I’m struggling a bit with how to review the new autobiography by Dustin Rhodes, Cross Rhodes: Goldust, Out of the Darkness. On one hand, it’s an insightful look into Rhodes, and his personal battles, but it really doesn’t go in-depth enough into the workings of the business or his career to really give it a thumbs up.
Maybe it’s because I was pissed off right from the first paragraph, which started off great before annoying me.
“I started writing this book years ago while sitting in my pickup truck with a handful of pain pills circulating through my body and a bottle of vodka on the passenger seat,” Rhodes starts off, explaining his reasons for writing. “I was looking for the truth about me, drug addiction, and the old-school world of sports entertainment that grabbed me as a small child and has never let go.”
What do you want to bet that in his original notes it doesn’t say “sports entertainment”?
Sports entertainment is not “old-school,” and Rhodes, despite the at-one-point daring and controversial Goldust character, is one old-school dude.
At 225 pages, less a bunch of photos (all black and white, alas), Cross Rhodes is pretty weeny for your $16 US ($18.99 in Canada).
The necessary details are all there: growing up the son of the legendary Dusty Rhodes, and the subsequent difficulties they have had; getting into the business and training; his WCW days; his WWE days; his half-brother “Dashing” Cody Rhodes; marriage difficulties; battles with pain killers and alcohol. His awkward, brief tenures in latter-day WCW (1999-2001), and TNA (2004-05, 2007-08) are perhaps justifiably neglected.
In the end, it all feels so compressed.
At his heyday in WCW, he was a kick-ass babyface, standing up for what was right, and willing to take a beating in the process. His four-year run, from 1991 to 1995, is mentioned, yeah, but not to the extent I would have liked. We get no real analysis of the characters or people there, or why things happened when they did. I recognize that say, Arn Anderson, is a great wrestler, but why? What made him so?

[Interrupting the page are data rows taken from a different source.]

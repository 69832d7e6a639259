//! Run configuration and the optimisation registry.
//!
//! Handles loading and validating `optimise-images.toml`, and resolving the
//! effective [`OptimisationConfig`] for one image from its class annotations.
//!
//! ## Configuration Options
//!
//! ```toml
//! # All options are optional - defaults shown below
//!
//! site_url = ""             # Absolute URL the site is served from
//! create_captions = true    # Wrap titled images in <figure>/<figcaption>
//!
//! [optimisations.default]   # Applied to every image first
//! max_width = 640
//! jpeg_quality = 75
//! webp_quality = 65
//! lossless = "auto"         # "auto" (PNG sources only), true, or false
//!
//! [optimisations.thumb]     # Selected with class="poi-thumb"
//! max_width = 200
//!
//! [processing]
//! max_processes = 4         # Max parallel workers (omit for auto = CPU cores)
//! ```
//!
//! ## Resolution
//!
//! Registry entries are sparse. An image's configuration starts from the
//! engine defaults, takes the `default` entry on top, then each entry named by
//! a `poi-<key>` class in class order. Only the fields an entry sets are
//! replaced. Unknown keys are skipped.
//!
//! Unknown keys in the file are rejected to catch typos early.

use crate::annotations::ClassAnnotations;
use serde::{Deserialize, Serialize};
use std::collections::BTreeMap;
use std::fs;
use std::path::Path;
use thiserror::Error;

/// Registry key applied to every image before any selector.
pub const DEFAULT_KEY: &str = "default";

/// Config file name looked up when none is given.
pub const CONFIG_FILENAME: &str = "optimise-images.toml";

#[derive(Error, Debug)]
pub enum ConfigError {
    #[error("IO error: {0}")]
    Io(#[from] std::io::Error),
    #[error("TOML parse error: {0}")]
    Toml(#[from] toml::de::Error),
    #[error("Config validation error: {0}")]
    Validation(String),
}

// =============================================================================
// Optimisation settings
// =============================================================================

/// Lossless policy for one image.
#[derive(Debug, Clone, Copy, Default, PartialEq, Eq, Serialize, Deserialize)]
#[serde(try_from = "LosslessSetting", into = "LosslessSetting")]
pub enum Lossless {
    /// Lossless iff the source file has a `.png` suffix.
    #[default]
    Auto,
    Always,
    Never,
}

impl Lossless {
    /// The effective flag for `source`.
    pub fn resolve(self, source: &Path) -> bool {
        match self {
            Lossless::Auto => source
                .extension()
                .and_then(|e| e.to_str())
                .is_some_and(|e| e.eq_ignore_ascii_case("png")),
            Lossless::Always => true,
            Lossless::Never => false,
        }
    }
}

/// On-disk spelling of [`Lossless`]: `true`, `false`, or `"auto"`.
#[derive(Serialize, Deserialize)]
#[serde(untagged)]
enum LosslessSetting {
    Flag(bool),
    Keyword(String),
}

impl TryFrom<LosslessSetting> for Lossless {
    type Error = String;

    fn try_from(setting: LosslessSetting) -> Result<Self, Self::Error> {
        match setting {
            LosslessSetting::Flag(true) => Ok(Lossless::Always),
            LosslessSetting::Flag(false) => Ok(Lossless::Never),
            LosslessSetting::Keyword(k) if k == "auto" => Ok(Lossless::Auto),
            LosslessSetting::Keyword(k) => {
                Err(format!("lossless must be true, false or \"auto\", got \"{k}\""))
            }
        }
    }
}

impl From<Lossless> for LosslessSetting {
    fn from(lossless: Lossless) -> Self {
        match lossless {
            Lossless::Auto => LosslessSetting::Keyword("auto".to_string()),
            Lossless::Always => LosslessSetting::Flag(true),
            Lossless::Never => LosslessSetting::Flag(false),
        }
    }
}

/// Fully resolved settings for one image.
#[derive(Debug, Clone, Copy, PartialEq, Eq)]
pub struct OptimisationConfig {
    /// Derivatives are scaled down to at most this width.
    pub max_width: u32,
    /// JPEG quality (0-100) for the lossy compatible file.
    pub jpeg_quality: u32,
    /// WebP quality (0-100).
    pub webp_quality: u32,
    pub lossless: Lossless,
}

impl Default for OptimisationConfig {
    fn default() -> Self {
        Self {
            max_width: 640,
            jpeg_quality: 75,
            webp_quality: 65,
            lossless: Lossless::Auto,
        }
    }
}

impl OptimisationConfig {
    pub fn validate(&self) -> Result<(), ConfigError> {
        if self.max_width == 0 {
            return Err(ConfigError::Validation("max_width must be positive".into()));
        }
        if self.jpeg_quality > 100 {
            return Err(ConfigError::Validation("jpeg_quality must be 0-100".into()));
        }
        if self.webp_quality > 100 {
            return Err(ConfigError::Validation("webp_quality must be 0-100".into()));
        }
        Ok(())
    }
}

/// A sparse registry entry: only the fields it sets are applied.
#[derive(Debug, Clone, Default, PartialEq, Eq, Serialize, Deserialize)]
#[serde(default, deny_unknown_fields)]
pub struct OptimisationOverride {
    #[serde(skip_serializing_if = "Option::is_none")]
    pub max_width: Option<u32>,
    #[serde(skip_serializing_if = "Option::is_none")]
    pub jpeg_quality: Option<u32>,
    #[serde(skip_serializing_if = "Option::is_none")]
    pub webp_quality: Option<u32>,
    #[serde(skip_serializing_if = "Option::is_none")]
    pub lossless: Option<Lossless>,
}

impl OptimisationOverride {
    /// Shallow-merge the fields this entry sets over `base`.
    pub fn apply_to(&self, base: &mut OptimisationConfig) {
        if let Some(v) = self.max_width {
            base.max_width = v;
        }
        if let Some(v) = self.jpeg_quality {
            base.jpeg_quality = v;
        }
        if let Some(v) = self.webp_quality {
            base.webp_quality = v;
        }
        if let Some(v) = self.lossless {
            base.lossless = v;
        }
    }

    fn validate(&self, key: &str) -> Result<(), ConfigError> {
        let mut probe = OptimisationConfig::default();
        self.apply_to(&mut probe);
        probe.validate().map_err(|e| match e {
            ConfigError::Validation(msg) => {
                ConfigError::Validation(format!("optimisations.{key}: {msg}"))
            }
            other => other,
        })
    }
}

/// Named optimisation overrides, keyed by annotation name.
#[derive(Debug, Clone, Default, PartialEq, Eq, Serialize, Deserialize)]
#[serde(transparent)]
pub struct ConfigRegistry {
    entries: BTreeMap<String, OptimisationOverride>,
}

impl ConfigRegistry {
    pub fn new() -> Self {
        Self::default()
    }

    /// Builder-style insert, handy for tests and programmatic setup.
    pub fn with(mut self, key: &str, entry: OptimisationOverride) -> Self {
        self.entries.insert(key.to_string(), entry);
        self
    }

    pub fn get(&self, key: &str) -> Option<&OptimisationOverride> {
        self.entries.get(key)
    }

    pub fn keys(&self) -> impl Iterator<Item = &str> {
        self.entries.keys().map(String::as_str)
    }

    /// Resolve the effective configuration for an element's classes.
    ///
    /// Engine defaults ← `default` entry ← each `poi-<key>` entry in class
    /// order. Selectors naming a missing key change nothing.
    pub fn resolve(&self, annotations: &ClassAnnotations) -> OptimisationConfig {
        let mut config = OptimisationConfig::default();
        if let Some(default) = self.get(DEFAULT_KEY) {
            default.apply_to(&mut config);
        }
        for key in annotations.selectors() {
            match self.get(key) {
                Some(entry) => entry.apply_to(&mut config),
                None => log::debug!("no optimisation entry named \"{key}\"; ignoring"),
            }
        }
        config
    }

    pub fn validate(&self) -> Result<(), ConfigError> {
        for (key, entry) in &self.entries {
            entry.validate(key)?;
        }
        Ok(())
    }
}

// =============================================================================
// Site configuration
// =============================================================================

/// Run configuration loaded from `optimise-images.toml`.
///
/// All fields have defaults; a config file need only specify what it changes.
#[derive(Debug, Clone, PartialEq, Eq, Serialize, Deserialize)]
#[serde(default, deny_unknown_fields)]
pub struct SiteConfig {
    /// Absolute URL the site is served from. Prefixes derivative URLs and is
    /// stripped from `src` attributes to find local images.
    pub site_url: String,
    /// Wrap images that have a `title` in `<figure>` with a `<figcaption>`.
    pub create_captions: bool,
    /// Optimisation registry; `default` applies to all images.
    pub optimisations: ConfigRegistry,
    /// Parallel processing settings.
    pub processing: ProcessingConfig,
}

impl Default for SiteConfig {
    fn default() -> Self {
        Self {
            site_url: String::new(),
            create_captions: true,
            optimisations: ConfigRegistry::default(),
            processing: ProcessingConfig::default(),
        }
    }
}

impl SiteConfig {
    /// Validate config values are within acceptable ranges.
    pub fn validate(&self) -> Result<(), ConfigError> {
        self.optimisations.validate()?;
        if self.processing.max_processes == Some(0) {
            return Err(ConfigError::Validation(
                "processing.max_processes must be at least 1".into(),
            ));
        }
        Ok(())
    }
}

/// Parallel processing settings.
#[derive(Debug, Clone, Default, PartialEq, Eq, Serialize, Deserialize)]
#[serde(default, deny_unknown_fields)]
pub struct ProcessingConfig {
    /// Maximum number of documents processed in parallel.
    /// When absent, defaults to the number of CPU cores.
    /// Values larger than the core count are clamped down.
    pub max_processes: Option<usize>,
}

/// Resolve the effective thread count from config.
///
/// - `None` → use all available cores
/// - `Some(n)` → use `min(n, cores)` (user can constrain down, not up)
pub fn effective_threads(config: &ProcessingConfig) -> usize {
    let cores = std::thread::available_parallelism()
        .map(|n| n.get())
        .unwrap_or(1);
    config.max_processes.map(|n| n.min(cores)).unwrap_or(cores)
}

/// Parse and validate config from a TOML string.
pub fn parse_config(content: &str) -> Result<SiteConfig, ConfigError> {
    let config: SiteConfig = toml::from_str(content)?;
    config.validate()?;
    Ok(config)
}

/// Load config from the TOML file at `path`.
///
/// A missing file yields the stock defaults; an unreadable or invalid one is
/// an error.
pub fn load_config(path: &Path) -> Result<SiteConfig, ConfigError> {
    if !path.exists() {
        log::debug!("{} not found; using defaults", path.display());
        return Ok(SiteConfig::default());
    }
    let content = fs::read_to_string(path)?;
    parse_config(&content)
}

/// Returns a fully-commented stock config file with all keys and explanations.
///
/// Used by the `gen-config` CLI command.
pub fn stock_config_toml() -> &'static str {
    r##"# optimise-images configuration
# =============================
# All settings are optional. Values shown below are the defaults.
# Unknown keys will cause an error.

# Absolute URL the site is served from, without a trailing slash.
# <img src> values starting with it are treated as local; it also prefixes
# the URLs of the generated derivatives. Leave empty for root-relative URLs.
site_url = ""

# Wrap images that carry a title attribute in
# <figure><figcaption>title</figcaption><picture>...</picture></figure>.
create_captions = true

# ---------------------------------------------------------------------------
# Optimisation registry
# ---------------------------------------------------------------------------
# [optimisations.default] applies to every image. Any other table is selected
# per image with a class named poi-<table name>, e.g. class="poi-thumb".
# Entries are sparse: only the keys they set replace the inherited values.
# class="poi-no-optimise" skips an image entirely.
[optimisations.default]
# Derivatives are scaled down to at most this width (never up).
max_width = 640

# Quality of the lossy JPEG fallback (0 = worst, 100 = best).
jpeg_quality = 75

# Quality of the WebP derivative (0 = worst, 100 = best).
webp_quality = 65

# "auto": lossless (PNG + lossless WebP) for .png sources, lossy otherwise.
# true / false force one or the other.
lossless = "auto"

# [optimisations.thumb]
# max_width = 200

# ---------------------------------------------------------------------------
# Processing
# ---------------------------------------------------------------------------
[processing]
# Maximum documents processed in parallel.
# Omit or comment out to auto-detect (= number of CPU cores).
# max_processes = 4
"##
}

What discussions went into making the matches? How did he compare to Larry Zbyszko?
Even the details of the famous bout with Blacktop Bully (Barry Darsow) on the moving semi left me feeling unsatisfied, wanting more.The insight into the Goldust character is a little better, naturally, since he is still doing it (though on the injured reserve list at the moment). “I wondered if Vince hadn’t come up with this character for me to take my dad down a notch,” questioned Rhodes.
But in the PG-world of the current WWE, he was probably limited in how much he was able to really talk about the questionably entertaining antics of the “Attitude Era.”
I do have to say, though, that anyone going back to look at the infamous Hollywood Backlot Brawl with Roddy Piper at WrestleMania 12 in Anaheim, Calif., will never look at the match the same way after learning about all the issues and injuries involved in pulling it off.
And you will be exhausted by just the description of a typical week’s travel plans for a WWE star.
The bar has just been raised so high with autobiographies these days, with the likes of Gary Hart (“Playboy” Gary Hart: My Life in Wrestling with a Little Help from my Friends), Bret Hart (Hitman: My Real Life in the Cartoon World of Wrestling), and Chris Jericho (A Lion’s Tale: Around The World In Spandex) delivering deep, personal, involving — and fun — books.
Maybe that’s what is missing — fun.
In constantly returning to his trials and tribulations with drugs and alcohol, Cross Rhodes comes off as a confessional rather than disclosing, personal rather than personable.